This brought to you by local INTOPS and an ex-Guide of mine who got rejected for being too quiet.
INTOPS is International Opportunities. I don’t know much about how it works but I gather trips abroad are planned and then girls are put forward, by unit or district or county or whatever, depending on the scale of the event, and then selected to go or to not go.
That’s one type of international trip. The one my ex-Guides took part in (including the girl in question, actually), back in 2019, was a county one open to anyone who got the form and deposit back in time. They’re expensive but they’re planned and paid way in advance and both fundraising and grants are a thing. In this case, the first email went out in April 2018, deposit to be in by May 2018, balance to be paid in two or three chunks by about June 2019 for the trip in late August 2019.
When she was a Guide, this girl was enthusiastic and she did everything and she was a delight to have in the unit. Now I hear she’s about sixteen and thriving at Rangers but hasn’t been selected for INTOPS “because she’s too quiet” and that kind of breaks my heart.
I don’t know what the intended trip is. I think it’s a county thing and there’s no info at the moment. Sometimes they’re just a holiday. Sometimes they’re a community project or social project in which case I guess they’re looking for someone outgoing who can lead a team or play an active part in a team. But quiet people can do both these things! I should know!
I’m quite loud now but as a child and as a teenager, I was verging on selective mutism. As a Guide, even as a Young Leader, you’d hardly have got a word out of me. I still marvel at myself when I notice I’m leading a campfire for 80-100 people. Imagine telling sixteen-year-old you that this is in her future! My teachers went out of their way to almost bribe me to speak to them, set homework that could only be completed by going and asking them (Mr Wyatt and eutrophication), put me on a stage to present to an entire year group’s worth of parents – anything to pride me out of my shell. I wish some of them could come to Brownies now.
But I always wanted to do things. Four of us wanted three spaces on a Brownie pack holiday which got offered to our lot. Brown Owl picked from a hat and I was the one who didn’t get it. I went on the Russia school trip even though I didn’t take history. The Paris trips, fair enough. I took French all the way to A Level and then beyond – I now have a (very rusty with disuse) degree in French. I was quiet to the point of silence but I was outgoing in my way. This girl is exactly like me, only a lot less quiet. I don’t know if I’d have even described her as quiet when she was with me. I’d probably have described her as “the non-disruptive one who’s friends with the disruptive ones”.
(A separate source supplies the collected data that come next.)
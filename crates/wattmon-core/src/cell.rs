//! Atomically published power values.

use std::sync::atomic::{AtomicU64, Ordering};

/// The most recently computed power estimate, shared between one writer
/// and any number of readers.
///
/// The value is stored as the bit pattern of an `f64` inside an
/// `AtomicU64`, so a load observes either the previous or the new value
/// in full - never a torn mix of the two.
///
/// # Single-writer discipline
///
/// Exactly one refresh task calls [`PowerCell::publish`]; everything else
/// only calls [`PowerCell::load`]. There is no compare-and-swap because
/// there is nothing to race with on the write side.
#[derive(Debug)]
pub struct PowerCell {
    bits: AtomicU64,
}

impl PowerCell {
    /// Creates a cell holding `watts`.
    #[must_use]
    pub fn new(watts: f64) -> Self {
        Self {
            bits: AtomicU64::new(watts.to_bits()),
        }
    }

    /// Publishes a new power value.
    pub fn publish(&self, watts: f64) {
        self.bits.store(watts.to_bits(), Ordering::Release);
    }

    /// Returns the last published power value.
    #[must_use]
    pub fn load(&self) -> f64 {
        f64::from_bits(self.bits.load(Ordering::Acquire))
    }
}

impl Default for PowerCell {
    fn default() -> Self {
        Self::new(0.0)
    }
}
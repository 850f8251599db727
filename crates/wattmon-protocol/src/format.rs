//! Response and prompt formatting.

use wattmon_core::SensorKind;

/// Daemon name as printed in the banner and prompt.
pub const DAEMON_NAME: &str = "wattmond";

/// Prompt printed before each request, with no trailing newline.
pub const PROMPT: &str = "wattmond> ";

/// The startup banner line: daemon name and version.
#[must_use]
pub fn banner(version: &str) -> String {
    format!("{DAEMON_NAME} {version}")
}

/// One line of the `monitors` listing: `<name>\t<kind>`.
#[must_use]
pub fn monitor_line(name: &str, kind: SensorKind) -> String {
    format!("{name}\t{kind}")
}

#[cfg(test)]
mod tests {
    use super::*;

    #[test]
    fn test_banner_contains_name_and_version() {
        assert_eq!(banner("0.2.0"), "wattmond 0.2.0");
    }

    #[test]
    fn test_prompt_has_no_trailing_newline() {
        assert_eq!(PROMPT, "wattmond> ");
        assert!(!PROMPT.ends_with('\n'));
    }

    #[test]
    fn test_monitor_line_is_tab_separated() {
        assert_eq!(
            monitor_line("package-0", SensorKind::Float),
            "package-0\tfloat"
        );
    }
}
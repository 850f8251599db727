//! Integration tests for the wattmond daemon.
//!
//! These tests drive the real components end to end: a fake powercap
//! tree on disk, the discovery scan, live refresh tasks, and the
//! command server over in-memory pipes.

use std::fs;
use std::path::Path;
use std::sync::Arc;
use std::time::{Duration, Instant};

use tempfile::TempDir;
use tokio::io::{AsyncReadExt, AsyncWriteExt, BufReader};
use tokio::time::sleep;
use tokio_util::sync::CancellationToken;

use wattmon_protocol::Command;
use wattmond::discovery::DiscoveryService;
use wattmond::registry::SensorRegistry;
use wattmond::server::{dispatch, CommandServer};

// ============================================================================
// Constants
// ============================================================================

/// Refresh interval used by tests that wait for a tick.
const FAST_INTERVAL: Duration = Duration::from_millis(20);

/// Deadline for eventually-consistent assertions.
const EVENTUALLY: Duration = Duration::from_secs(5);

/// The expected startup banner line.
fn banner_line() -> String {
    format!("wattmond {}\n", env!("CARGO_PKG_VERSION"))
}

const PROMPT: &str = "wattmond> ";

// ============================================================================
// Test Helpers
// ============================================================================

/// Creates one powercap source directory under `root`.
fn add_source(root: &Path, source_id: &str, label: &str, energy_uj: u64) {
    let dir = root.join(source_id);
    fs::create_dir_all(&dir).expect("create source dir");
    fs::write(dir.join("energy_uj"), format!("{energy_uj}\n")).expect("write counter");
    fs::write(dir.join("name"), format!("{label}\n")).expect("write label");
}

/// Runs discovery over `root` and freezes the registry.
async fn discover(root: &Path, interval: Duration) -> Arc<SensorRegistry> {
    let service = DiscoveryService::new(root, interval, CancellationToken::new());
    let (registry, _) = service.discover().await;
    Arc::new(registry)
}

/// Feeds `input` to a command server over in-memory pipes and returns
/// everything it wrote.
async fn run_session(registry: Arc<SensorRegistry>, input: &str) -> String {
    let (mut client, server_side) = tokio::io::duplex(64 * 1024);
    let (read_half, write_half) = tokio::io::split(server_side);

    let server = CommandServer::new(registry, CancellationToken::new());
    let task = tokio::spawn(async move { server.run(BufReader::new(read_half), write_half).await });

    client.write_all(input.as_bytes()).await.expect("send input");
    client.shutdown().await.expect("close input");

    let mut output = String::new();
    client
        .read_to_string(&mut output)
        .await
        .expect("read output");
    task.await.expect("server task").expect("server result");
    output
}

// ============================================================================
// Protocol Surface
// ============================================================================

#[tokio::test]
async fn test_banner_then_prompt_on_empty_input() {
    let registry = Arc::new(SensorRegistry::new());
    let output = run_session(registry, "").await;
    assert_eq!(output, format!("{}{}", banner_line(), PROMPT));
}

#[tokio::test]
async fn test_monitors_lists_discovered_sensors() {
    let temp = TempDir::new().expect("temp dir");
    add_source(temp.path(), "intel-rapl:0", "package-0", 1_000_000);
    add_source(temp.path(), "intel-rapl:0:0", "core", 500_000);

    let registry = discover(temp.path(), Duration::from_secs(1)).await;
    let output = run_session(registry, "monitors\n").await;

    // Banner, prompt, the listing (name-ordered), then the next prompt.
    let expected = format!(
        "{}{}core\tfloat\npackage-0\tfloat\n{}",
        banner_line(),
        PROMPT,
        PROMPT
    );
    assert_eq!(output, expected);
}

#[tokio::test]
async fn test_value_query_returns_initial_zero() {
    let temp = TempDir::new().expect("temp dir");
    add_source(temp.path(), "intel-rapl:0", "package-0", 1_000_000);

    let registry = discover(temp.path(), Duration::from_secs(1)).await;
    let output = run_session(registry, "package-0\n").await;

    assert_eq!(
        output,
        format!("{}{}0\n{}", banner_line(), PROMPT, PROMPT)
    );
}

#[tokio::test]
async fn test_unknown_token_twice_is_silent_and_changes_nothing() {
    let temp = TempDir::new().expect("temp dir");
    add_source(temp.path(), "intel-rapl:0", "package-0", 1_000_000);

    let registry = discover(temp.path(), Duration::from_secs(1)).await;
    let before: Vec<String> = dispatch(&registry, &Command::Monitors);

    // Two unknown tokens on one line: a prompt per token, no output.
    let output = run_session(Arc::clone(&registry), "bogus bogus\n").await;
    let expected = format!("{}{}{}{}", banner_line(), PROMPT, PROMPT, PROMPT);
    assert_eq!(output, expected);

    let after: Vec<String> = dispatch(&registry, &Command::Monitors);
    assert_eq!(before, after);
}

#[tokio::test]
async fn test_metadata_form_is_reserved_and_silent() {
    let temp = TempDir::new().expect("temp dir");
    add_source(temp.path(), "intel-rapl:0", "package-0", 1_000_000);

    let registry = discover(temp.path(), Duration::from_secs(1)).await;
    let output = run_session(registry, "package-0?\n").await;

    assert_eq!(output, format!("{}{}{}", banner_line(), PROMPT, PROMPT));
}

#[tokio::test]
async fn test_empty_environment_answers_every_query_with_nothing() {
    let temp = TempDir::new().expect("temp dir");
    // Root never created: zero sensors, daemon still serves.
    let registry = discover(&temp.path().join("powercap"), Duration::from_secs(1)).await;
    assert!(registry.is_empty());

    let output = run_session(registry, "monitors\npackage-0\n").await;
    let expected = format!("{}{}{}{}", banner_line(), PROMPT, PROMPT, PROMPT);
    assert_eq!(output, expected);
}

// ============================================================================
// Refresh Loop Through the Protocol
// ============================================================================

#[tokio::test]
async fn test_growing_counter_becomes_positive_power_over_protocol() {
    let temp = TempDir::new().expect("temp dir");
    add_source(temp.path(), "intel-rapl:0", "package-0", 1_000_000);
    let counter = temp.path().join("intel-rapl:0").join("energy_uj");

    let registry = discover(temp.path(), FAST_INTERVAL).await;

    let deadline = Instant::now() + EVENTUALLY;
    let mut energy = 1_000_000u64;
    let mut last_seen = 0.0f64;
    while Instant::now() < deadline {
        energy += 5_000_000;
        fs::write(&counter, format!("{energy}\n")).expect("bump counter");

        let output = run_session(Arc::clone(&registry), "package-0\n").await;
        let value_line = output
            .lines()
            .nth(1)
            .map(|line| line.trim_start_matches(PROMPT))
            .unwrap_or_default();
        last_seen = value_line.parse().expect("decimal value");
        if last_seen > 0.0 {
            break;
        }
        sleep(Duration::from_millis(10)).await;
    }
    assert!(
        last_seen > 0.0,
        "never observed a positive power value, last seen {last_seen}"
    );
}

#[tokio::test]
async fn test_concurrent_listing_and_value_reads_never_tear() {
    let temp = TempDir::new().expect("temp dir");
    add_source(temp.path(), "intel-rapl:0", "package-0", 1_000_000);
    let counter = temp.path().join("intel-rapl:0").join("energy_uj");

    let registry = discover(temp.path(), FAST_INTERVAL).await;

    // Readers hammer the registry while the refresh task publishes.
    let readers: Vec<_> = (0..4)
        .map(|_| {
            let registry = Arc::clone(&registry);
            tokio::spawn(async move {
                let stop = Instant::now() + Duration::from_millis(300);
                while Instant::now() < stop {
                    let listing = dispatch(&registry, &Command::Monitors);
                    assert_eq!(listing, vec!["package-0\tfloat".to_string()]);

                    let lines = dispatch(&registry, &Command::Query("package-0".to_string()));
                    let value = lines.first().expect("value line");
                    let watts: f64 = value.parse().expect("decimal value");
                    assert!(watts.is_finite() && watts >= 0.0, "torn value: {watts}");
                    tokio::task::yield_now().await;
                }
            })
        })
        .collect();

    // Writer keeps the counter moving so the refresh loop publishes
    // fresh values the whole time.
    let mut energy = 1_000_000u64;
    let stop = Instant::now() + Duration::from_millis(300);
    while Instant::now() < stop {
        energy += 1_000_000;
        fs::write(&counter, format!("{energy}\n")).expect("bump counter");
        sleep(Duration::from_millis(5)).await;
    }

    for reader in readers {
        reader.await.expect("reader task");
    }
}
Last, a child recently turned nineteen who was one of my seven-year-old first Brownies ever. She was shy. The first words she said to me were “My brother’s autistic”. Not “my name’s Annie”. Here was a child whose life revolved around being second to her brother. She had a best friend in the pack and she was like her shadow. She didn’t go anywhere without Betty. She didn’t do anything without Betty. Betty was a gregarious child, meanwhile, who liked Annie a lot but had other friends she wanted to be around sometimes and even at Brownie age, you could see them drifting apart.
When Annie was nine or ten, we made her a Sixer. We tended to do that by age or by Brownie longevity rather than on leadership potential – to make it fair. Fair, I think, to Brown Owl’s daughter who didn’t really have much leadership potential at that age. Annie certainly wasn’t obvious Sixer material. Separated from Betty, supposed to be in charge of her little group… and she flourished! It astonishes me, even now, some ten years later. This shy awkward child suddenly became the mother of the pack, hauling around and looking after the new girls, sitting with them in her lap, making sure they knew what they were doing. Making her Sixer remains one of the best decisions I’ve ever made in my life. The silent kid suddenly demonstrates all the leadership skills I’d never imagined were lurking inside her. Even better, I heard through the grapevine that she became a relatively difficult teenager, no longer content to be the meek forgotten child in the family.
So, quiet kids can thrive given the right circumstances. Or they can remain shy and quiet and they’re just as valuable as their louder peers. Nothing feels better than the shy kid giving you a peek at who’s under the shell – it shows they trust you and are comfortable with you and it’s just as easy to be characterful and quiet as characterful and loud.
Girlguiding’s Five Essentials include Care for the Individual. Take time with your quiet girls. Talk to them or just be near them – if you’re doing a craft, sit by them and drop praise and encouragement casually but plentifully. You don’t need to draw attention to them but quiet kids are often insightful and will recognise what you’re doing. Don’t try to monopolise them, especially not to the detriment of the rest of the girls, but just make sure they don’t feel like they’re getting overlooked and ignored just because they’re quiet.
And don’t assume that the quiet ones can’t do things just as well as the loud ones – often they do it better!